═════ ENTRIES PROVIDED

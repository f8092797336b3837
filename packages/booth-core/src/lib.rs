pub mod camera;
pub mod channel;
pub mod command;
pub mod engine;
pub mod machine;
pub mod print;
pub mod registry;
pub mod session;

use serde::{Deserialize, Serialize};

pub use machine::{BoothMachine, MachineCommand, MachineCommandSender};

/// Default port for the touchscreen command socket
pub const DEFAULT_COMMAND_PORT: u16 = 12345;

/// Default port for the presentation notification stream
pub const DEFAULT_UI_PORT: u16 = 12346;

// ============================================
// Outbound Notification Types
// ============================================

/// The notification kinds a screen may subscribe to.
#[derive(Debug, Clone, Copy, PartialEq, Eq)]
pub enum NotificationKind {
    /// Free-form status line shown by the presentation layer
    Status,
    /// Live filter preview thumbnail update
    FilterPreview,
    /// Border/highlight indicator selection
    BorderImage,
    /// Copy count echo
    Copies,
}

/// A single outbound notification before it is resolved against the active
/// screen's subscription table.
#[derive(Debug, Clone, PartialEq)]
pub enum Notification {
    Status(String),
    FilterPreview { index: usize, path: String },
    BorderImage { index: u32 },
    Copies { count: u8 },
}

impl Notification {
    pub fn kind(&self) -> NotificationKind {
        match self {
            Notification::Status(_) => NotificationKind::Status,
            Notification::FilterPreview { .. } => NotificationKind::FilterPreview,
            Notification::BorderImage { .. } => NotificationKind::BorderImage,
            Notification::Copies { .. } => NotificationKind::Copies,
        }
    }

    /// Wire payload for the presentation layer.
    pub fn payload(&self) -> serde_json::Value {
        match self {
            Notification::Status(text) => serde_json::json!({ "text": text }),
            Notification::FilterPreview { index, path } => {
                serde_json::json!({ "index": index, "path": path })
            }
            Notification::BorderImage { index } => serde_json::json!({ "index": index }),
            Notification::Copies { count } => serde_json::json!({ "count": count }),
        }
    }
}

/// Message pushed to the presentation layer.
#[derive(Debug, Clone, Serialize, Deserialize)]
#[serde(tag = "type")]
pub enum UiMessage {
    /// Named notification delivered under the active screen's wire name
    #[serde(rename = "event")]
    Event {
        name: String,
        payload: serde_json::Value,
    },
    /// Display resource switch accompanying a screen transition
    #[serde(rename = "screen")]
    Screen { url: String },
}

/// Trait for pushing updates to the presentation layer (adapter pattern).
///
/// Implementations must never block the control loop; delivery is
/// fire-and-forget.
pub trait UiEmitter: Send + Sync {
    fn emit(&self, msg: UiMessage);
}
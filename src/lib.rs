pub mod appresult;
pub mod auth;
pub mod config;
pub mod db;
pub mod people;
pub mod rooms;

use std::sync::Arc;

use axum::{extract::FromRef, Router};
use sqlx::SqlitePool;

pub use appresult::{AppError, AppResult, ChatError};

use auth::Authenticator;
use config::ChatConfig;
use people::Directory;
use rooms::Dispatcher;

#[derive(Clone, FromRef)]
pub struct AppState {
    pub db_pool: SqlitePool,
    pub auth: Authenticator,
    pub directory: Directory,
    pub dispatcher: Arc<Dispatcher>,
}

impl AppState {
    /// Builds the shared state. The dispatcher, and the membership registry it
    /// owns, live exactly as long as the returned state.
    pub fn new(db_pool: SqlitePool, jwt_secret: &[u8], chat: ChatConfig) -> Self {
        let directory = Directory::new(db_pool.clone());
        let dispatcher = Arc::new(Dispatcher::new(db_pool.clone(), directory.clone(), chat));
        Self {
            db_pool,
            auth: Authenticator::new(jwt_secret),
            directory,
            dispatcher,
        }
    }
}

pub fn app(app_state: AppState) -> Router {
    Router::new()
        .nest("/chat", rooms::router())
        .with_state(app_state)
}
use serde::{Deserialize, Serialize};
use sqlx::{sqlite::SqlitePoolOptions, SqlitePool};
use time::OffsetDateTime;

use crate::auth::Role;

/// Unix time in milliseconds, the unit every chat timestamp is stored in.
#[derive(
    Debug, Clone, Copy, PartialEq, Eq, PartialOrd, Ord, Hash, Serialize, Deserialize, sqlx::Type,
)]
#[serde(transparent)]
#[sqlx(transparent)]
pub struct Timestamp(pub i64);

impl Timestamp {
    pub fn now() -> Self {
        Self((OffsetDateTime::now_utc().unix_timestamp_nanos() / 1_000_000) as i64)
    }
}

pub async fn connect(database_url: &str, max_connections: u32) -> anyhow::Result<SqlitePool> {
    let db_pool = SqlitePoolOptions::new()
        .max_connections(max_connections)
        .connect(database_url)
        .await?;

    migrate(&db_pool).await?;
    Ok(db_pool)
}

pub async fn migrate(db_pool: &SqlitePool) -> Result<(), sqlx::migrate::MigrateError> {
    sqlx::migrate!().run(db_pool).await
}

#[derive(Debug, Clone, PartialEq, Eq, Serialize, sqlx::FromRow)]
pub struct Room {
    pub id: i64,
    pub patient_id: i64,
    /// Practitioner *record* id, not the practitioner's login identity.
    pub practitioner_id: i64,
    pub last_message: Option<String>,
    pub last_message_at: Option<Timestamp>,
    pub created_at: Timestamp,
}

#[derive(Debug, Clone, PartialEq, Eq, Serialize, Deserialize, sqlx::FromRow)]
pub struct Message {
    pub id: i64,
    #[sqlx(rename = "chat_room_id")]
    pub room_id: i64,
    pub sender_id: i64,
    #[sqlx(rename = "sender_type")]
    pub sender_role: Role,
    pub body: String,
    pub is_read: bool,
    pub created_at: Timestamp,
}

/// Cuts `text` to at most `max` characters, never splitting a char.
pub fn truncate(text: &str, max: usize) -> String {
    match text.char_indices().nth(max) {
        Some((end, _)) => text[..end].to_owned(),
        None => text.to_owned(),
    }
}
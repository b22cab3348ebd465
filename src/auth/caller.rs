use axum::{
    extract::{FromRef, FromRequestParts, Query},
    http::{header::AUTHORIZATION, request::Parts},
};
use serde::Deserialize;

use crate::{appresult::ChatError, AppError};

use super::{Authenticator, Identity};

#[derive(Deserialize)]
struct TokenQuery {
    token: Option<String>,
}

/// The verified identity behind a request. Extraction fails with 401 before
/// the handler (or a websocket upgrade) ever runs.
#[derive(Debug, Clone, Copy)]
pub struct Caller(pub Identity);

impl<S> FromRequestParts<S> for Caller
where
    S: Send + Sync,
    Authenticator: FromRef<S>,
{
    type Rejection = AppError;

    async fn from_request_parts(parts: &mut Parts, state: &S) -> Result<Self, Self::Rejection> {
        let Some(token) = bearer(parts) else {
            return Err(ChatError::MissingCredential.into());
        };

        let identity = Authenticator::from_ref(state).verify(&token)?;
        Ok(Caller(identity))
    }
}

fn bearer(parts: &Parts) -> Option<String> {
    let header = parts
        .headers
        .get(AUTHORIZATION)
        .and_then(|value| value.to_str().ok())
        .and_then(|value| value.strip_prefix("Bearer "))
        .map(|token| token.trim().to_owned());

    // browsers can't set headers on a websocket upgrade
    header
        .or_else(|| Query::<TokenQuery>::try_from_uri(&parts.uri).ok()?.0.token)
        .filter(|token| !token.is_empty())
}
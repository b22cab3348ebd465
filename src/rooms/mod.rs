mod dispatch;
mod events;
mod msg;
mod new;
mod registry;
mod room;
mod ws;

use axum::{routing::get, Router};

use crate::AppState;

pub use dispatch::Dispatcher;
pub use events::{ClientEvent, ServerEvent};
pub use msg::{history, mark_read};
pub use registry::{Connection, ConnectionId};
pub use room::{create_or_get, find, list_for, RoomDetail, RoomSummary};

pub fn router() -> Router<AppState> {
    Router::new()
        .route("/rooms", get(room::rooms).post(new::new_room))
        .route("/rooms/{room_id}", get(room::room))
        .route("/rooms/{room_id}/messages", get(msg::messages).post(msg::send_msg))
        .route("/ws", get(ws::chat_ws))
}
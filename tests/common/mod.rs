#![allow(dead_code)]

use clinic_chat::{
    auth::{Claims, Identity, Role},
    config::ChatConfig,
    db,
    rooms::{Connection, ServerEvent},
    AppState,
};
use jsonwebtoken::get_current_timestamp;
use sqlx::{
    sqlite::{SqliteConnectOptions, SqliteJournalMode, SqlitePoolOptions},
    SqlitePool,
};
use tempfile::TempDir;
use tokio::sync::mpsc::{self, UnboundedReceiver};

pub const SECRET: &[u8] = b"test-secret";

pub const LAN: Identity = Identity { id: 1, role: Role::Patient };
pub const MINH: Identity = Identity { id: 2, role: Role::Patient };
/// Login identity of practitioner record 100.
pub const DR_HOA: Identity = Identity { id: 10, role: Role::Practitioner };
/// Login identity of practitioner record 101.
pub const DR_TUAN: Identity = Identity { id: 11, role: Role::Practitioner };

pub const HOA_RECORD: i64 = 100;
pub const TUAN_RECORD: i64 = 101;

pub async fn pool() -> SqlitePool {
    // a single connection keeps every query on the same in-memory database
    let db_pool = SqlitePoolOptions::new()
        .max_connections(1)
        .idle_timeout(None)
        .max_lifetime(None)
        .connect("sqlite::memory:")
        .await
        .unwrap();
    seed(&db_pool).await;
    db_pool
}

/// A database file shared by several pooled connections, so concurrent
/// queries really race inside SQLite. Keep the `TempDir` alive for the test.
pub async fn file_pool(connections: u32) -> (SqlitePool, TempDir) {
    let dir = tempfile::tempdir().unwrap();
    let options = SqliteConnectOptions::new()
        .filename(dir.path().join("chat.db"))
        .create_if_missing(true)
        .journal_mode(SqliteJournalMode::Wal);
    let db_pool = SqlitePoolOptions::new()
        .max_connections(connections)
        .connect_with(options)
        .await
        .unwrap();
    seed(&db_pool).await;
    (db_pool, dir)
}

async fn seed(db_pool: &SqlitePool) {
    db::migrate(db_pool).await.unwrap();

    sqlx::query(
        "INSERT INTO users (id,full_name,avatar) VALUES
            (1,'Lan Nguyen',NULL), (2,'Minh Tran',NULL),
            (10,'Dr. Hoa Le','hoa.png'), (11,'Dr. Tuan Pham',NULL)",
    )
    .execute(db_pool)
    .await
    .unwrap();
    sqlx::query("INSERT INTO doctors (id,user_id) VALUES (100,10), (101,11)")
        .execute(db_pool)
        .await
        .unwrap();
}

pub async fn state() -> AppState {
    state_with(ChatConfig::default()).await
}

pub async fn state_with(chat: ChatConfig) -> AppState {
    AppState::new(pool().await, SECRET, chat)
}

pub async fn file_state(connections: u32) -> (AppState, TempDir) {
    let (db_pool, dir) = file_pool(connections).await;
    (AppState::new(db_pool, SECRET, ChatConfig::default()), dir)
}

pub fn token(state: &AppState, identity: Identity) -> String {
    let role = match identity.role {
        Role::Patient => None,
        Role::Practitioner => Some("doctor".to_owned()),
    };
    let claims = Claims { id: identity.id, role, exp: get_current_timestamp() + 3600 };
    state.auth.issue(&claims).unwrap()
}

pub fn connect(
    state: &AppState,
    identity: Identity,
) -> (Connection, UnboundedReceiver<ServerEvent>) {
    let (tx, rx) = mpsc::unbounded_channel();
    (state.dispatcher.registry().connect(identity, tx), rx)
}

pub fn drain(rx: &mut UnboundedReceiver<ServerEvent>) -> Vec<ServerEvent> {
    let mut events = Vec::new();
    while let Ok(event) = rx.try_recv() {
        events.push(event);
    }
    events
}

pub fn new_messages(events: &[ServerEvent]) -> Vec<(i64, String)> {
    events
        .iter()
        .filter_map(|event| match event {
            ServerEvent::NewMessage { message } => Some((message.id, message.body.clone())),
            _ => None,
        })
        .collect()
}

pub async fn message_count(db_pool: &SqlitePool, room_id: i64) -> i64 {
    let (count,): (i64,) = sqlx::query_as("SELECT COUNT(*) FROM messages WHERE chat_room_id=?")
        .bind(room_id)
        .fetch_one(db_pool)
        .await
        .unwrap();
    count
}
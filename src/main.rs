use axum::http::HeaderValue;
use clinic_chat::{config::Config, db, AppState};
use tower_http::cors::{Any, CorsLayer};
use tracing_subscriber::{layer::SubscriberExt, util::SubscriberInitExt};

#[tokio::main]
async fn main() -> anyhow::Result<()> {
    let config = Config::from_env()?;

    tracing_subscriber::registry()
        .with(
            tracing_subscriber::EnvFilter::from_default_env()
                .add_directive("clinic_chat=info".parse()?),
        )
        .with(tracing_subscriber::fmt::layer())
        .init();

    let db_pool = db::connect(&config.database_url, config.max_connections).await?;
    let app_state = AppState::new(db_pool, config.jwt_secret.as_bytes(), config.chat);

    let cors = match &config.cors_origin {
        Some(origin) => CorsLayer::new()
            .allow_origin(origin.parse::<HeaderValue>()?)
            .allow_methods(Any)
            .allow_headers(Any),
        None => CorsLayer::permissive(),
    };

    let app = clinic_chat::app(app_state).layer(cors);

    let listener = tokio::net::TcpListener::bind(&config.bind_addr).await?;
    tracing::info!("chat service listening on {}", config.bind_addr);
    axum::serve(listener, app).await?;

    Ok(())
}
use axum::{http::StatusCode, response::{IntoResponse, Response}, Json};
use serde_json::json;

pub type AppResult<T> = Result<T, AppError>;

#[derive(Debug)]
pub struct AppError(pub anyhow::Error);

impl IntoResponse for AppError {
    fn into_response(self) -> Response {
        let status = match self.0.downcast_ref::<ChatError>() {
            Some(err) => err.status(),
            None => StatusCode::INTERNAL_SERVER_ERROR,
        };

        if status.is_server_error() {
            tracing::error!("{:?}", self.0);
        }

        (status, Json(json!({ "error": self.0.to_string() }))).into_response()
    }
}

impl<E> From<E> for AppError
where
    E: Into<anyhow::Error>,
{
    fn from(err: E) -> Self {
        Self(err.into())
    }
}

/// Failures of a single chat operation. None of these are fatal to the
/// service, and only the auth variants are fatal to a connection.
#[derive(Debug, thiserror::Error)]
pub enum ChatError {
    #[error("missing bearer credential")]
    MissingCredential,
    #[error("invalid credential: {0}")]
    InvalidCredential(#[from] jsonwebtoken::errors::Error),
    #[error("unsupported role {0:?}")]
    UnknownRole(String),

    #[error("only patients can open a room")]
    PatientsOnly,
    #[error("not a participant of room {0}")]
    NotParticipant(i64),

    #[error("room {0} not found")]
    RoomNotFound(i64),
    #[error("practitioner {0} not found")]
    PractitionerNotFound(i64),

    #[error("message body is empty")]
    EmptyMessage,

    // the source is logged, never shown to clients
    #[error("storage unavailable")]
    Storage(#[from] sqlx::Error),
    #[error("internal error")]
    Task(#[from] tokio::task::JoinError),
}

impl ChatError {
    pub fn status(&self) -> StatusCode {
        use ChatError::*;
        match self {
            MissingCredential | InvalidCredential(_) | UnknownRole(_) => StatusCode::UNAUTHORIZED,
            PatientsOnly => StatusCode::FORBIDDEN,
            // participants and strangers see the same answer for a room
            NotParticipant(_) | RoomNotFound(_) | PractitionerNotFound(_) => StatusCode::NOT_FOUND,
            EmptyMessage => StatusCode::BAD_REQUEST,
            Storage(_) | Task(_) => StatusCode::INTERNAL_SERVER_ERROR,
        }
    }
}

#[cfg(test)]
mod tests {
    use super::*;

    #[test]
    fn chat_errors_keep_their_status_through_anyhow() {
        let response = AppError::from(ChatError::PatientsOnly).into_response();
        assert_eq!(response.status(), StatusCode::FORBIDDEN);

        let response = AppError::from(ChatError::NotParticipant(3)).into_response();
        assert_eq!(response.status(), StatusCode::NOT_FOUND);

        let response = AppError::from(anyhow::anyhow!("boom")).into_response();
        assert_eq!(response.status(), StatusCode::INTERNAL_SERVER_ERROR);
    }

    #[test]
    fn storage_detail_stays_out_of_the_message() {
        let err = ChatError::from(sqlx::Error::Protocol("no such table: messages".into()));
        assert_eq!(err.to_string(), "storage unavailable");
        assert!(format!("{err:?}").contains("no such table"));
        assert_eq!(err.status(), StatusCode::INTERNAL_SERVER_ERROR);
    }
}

══════════

■ REQUIRED ACTION ■
Your answer should consist of the lines from the line with "membership registry it" to the line with "ChatConfig) -> Self" above, repeated exactly, both ends included.

■ EXPECTED OUTPUT ■
    /// Builds the shared state. The dispatcher, and the membership registry it
    /// owns, live exactly as long as the returned state.
    pub fn new(db_pool: SqlitePool, jwt_secret: &[u8], chat: ChatConfig) -> Self {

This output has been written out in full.